Exercise prompt:
Every line with the string "through" should be copied from the data.

--- Records provided ---

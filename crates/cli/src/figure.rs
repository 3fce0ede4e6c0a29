//! Plot-ready data for a solved meeting.
//!
//! The plotting tool itself lives outside this repo; we only emit polylines
//! and arrows. Each input line is drawn through `point - movement` (its
//! original position), each displaced line through `point`, and each arrow
//! runs from `point - movement` to `point`.

use linemeet::Vec3;
use serde::Serialize;

use crate::io::MeetingRecord;

#[derive(Clone, Debug, Serialize, PartialEq)]
pub struct Arrow {
    pub tail: [f64; 3],
    pub tip: [f64; 3],
}

#[derive(Clone, Debug, Serialize, PartialEq)]
pub struct Figure {
    pub intersection_point: [f64; 3],
    pub original_lines: Vec<Vec<[f64; 3]>>,
    pub displaced_lines: Vec<Vec<[f64; 3]>>,
    pub movement_arrows: Vec<Arrow>,
}

/// `2 · samples + 1` points `anchor + direction · t`, t from `-length` to `length`.
pub fn sample_line(anchor: Vec3, direction: Vec3, length: f64, samples: usize) -> Vec<[f64; 3]> {
    let samples = samples.max(1);
    let step = length / samples as f64;
    let n = samples as i64;
    (-n..=n)
        .map(|i| (anchor + direction * (step * i as f64)).to_array())
        .collect()
}

pub fn build_figure(rec: &MeetingRecord, line_length: f64, samples: usize) -> Figure {
    let point = rec.point();
    let mut original_lines = Vec::with_capacity(rec.lines.len());
    let mut displaced_lines = Vec::with_capacity(rec.lines.len());
    let mut movement_arrows = Vec::with_capacity(rec.lines.len());
    for (line, movement) in rec.lines.iter().zip(&rec.movement_vectors) {
        let direction = Vec3::from(line.direction);
        let tail = point - Vec3::from(*movement);
        original_lines.push(sample_line(tail, direction, line_length, samples));
        displaced_lines.push(sample_line(point, direction, line_length, samples));
        movement_arrows.push(Arrow {
            tail: tail.to_array(),
            tip: point.to_array(),
        });
    }
    Figure {
        intersection_point: rec.intersection_point,
        original_lines,
        displaced_lines,
        movement_arrows,
    }
}
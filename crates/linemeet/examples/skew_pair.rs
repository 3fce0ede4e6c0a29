//! Two skew lines at distance 1: each moves by 0.5 toward the other.
//!
//! Run: `cargo run -p linemeet --example skew_pair`

use linemeet::prelude::*;

fn main() -> Result<(), SolveError> {
    let lines = [
        Line3::new(Vec3::zeros(), Vec3::unit_x())?,
        Line3::new(Vec3::new(1.0, 1.0, 1.0), Vec3::new(0.0, 0.0, -1.0))?,
    ];
    let out = solve(&lines)?;
    println!("intersection point: {:?}", out.point);
    println!("movement vectors:");
    for (k, m) in out.movements.iter().enumerate() {
        println!("  line {k}: {m:?} (|m| = {:.6})", m.length());
    }
    println!("objective={:.9} max_residual={:.3e}", out.objective, out.max_residual);
    Ok(())
}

---

Reply:
//! and arrows. Each input line is drawn through `point - movement` (its
//! original position), each displaced line through `point`, and each arrow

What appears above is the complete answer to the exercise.